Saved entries
use std::time::Duration;

use trafgen::{
    sim::Simulation,
    supplier::{Constant, Uniform},
    Address, Direction, SimTime, TrafGenOptions,
};

fn main() {
    let _ = tracing_subscriber::fmt::try_init();

    let client_addr: Address = "10.0.0.1".parse().unwrap();
    let server_addr: Address = "10.0.0.2".parse().unwrap();

    let mut sim = Simulation::new().with_latency(Duration::from_millis(1));

    // A sink that only counts what it receives.
    let sink = sim
        .add_node("server", server_addr, TrafGenOptions::default().packet_limit(0))
        .unwrap();

    // A client sending 10 units of 64-1500 bytes every 100ms, starting at 1s.
    let client = sim
        .add_node(
            "client",
            client_addr,
            TrafGenOptions::default()
                .packet_limit(10)
                .payload_len(Uniform::new_inclusive(64usize, 1500, 1))
                .send_interval(Constant(Duration::from_millis(100)))
                .destinations("server"),
        )
        .unwrap();

    sim.run_until(SimTime::from_secs(5));

    for record in sim.records() {
        let arrow = match record.direction {
            Direction::Sent => "->",
            Direction::Received => "<-",
        };
        println!(
            "{} {} {arrow} {} appData-{} ({} bytes)",
            record.time,
            sim.name(record.node).unwrap_or("?"),
            record.destination,
            record.seq,
            record.len,
        );
    }

    let client = sim.source(client).unwrap().stats();
    let server = sim.source(sink).unwrap().stats();
    println!("client: sent {} ({} bytes)", client.sent(), client.bytes_tx());
    println!("server: received {} ({} bytes)", server.received(), server.bytes_rx());
}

— Task statement —
Without any alteration, repeat each entry shown above.

— Result of this task —
use std::time::Duration;

use trafgen::{
    sim::Simulation,
    supplier::{Constant, Uniform},
    Address, Direction, SimTime, TrafGenOptions,
};

fn main() {
    let _ = tracing_subscriber::fmt::try_init();

    let client_addr: Address = "10.0.0.1".parse().unwrap();
    let server_addr: Address = "10.0.0.2".parse().unwrap();

    let mut sim = Simulation::new().with_latency(Duration::from_millis(1));

    // A sink that only counts what it receives.
    let sink = sim
        .add_node("server", server_addr, TrafGenOptions::default().packet_limit(0))
        .unwrap();

    // A client sending 10 units of 64-1500 bytes every 100ms, starting at 1s.
    let client = sim
        .add_node(
            "client",
            client_addr,
            TrafGenOptions::default()
                .packet_limit(10)
                .payload_len(Uniform::new_inclusive(64usize, 1500, 1))
                .send_interval(Constant(Duration::from_millis(100)))
                .destinations("server"),
        )
        .unwrap();

    sim.run_until(SimTime::from_secs(5));

    for record in sim.records() {
        let arrow = match record.direction {
            Direction::Sent => "->",
            Direction::Received => "<-",
        };
        println!(
            "{} {} {arrow} {} appData-{} ({} bytes)",
            record.time,
            sim.name(record.node).unwrap_or("?"),
            record.destination,
            record.seq,
            record.len,
        );
    }

    let client = sim.source(client).unwrap().stats();
    let server = sim.source(sink).unwrap().stats();
    println!("client: sent {} ({} bytes)", client.sent(), client.bytes_tx());
    println!("server: received {} ({} bytes)", server.received(), server.bytes_rx());
}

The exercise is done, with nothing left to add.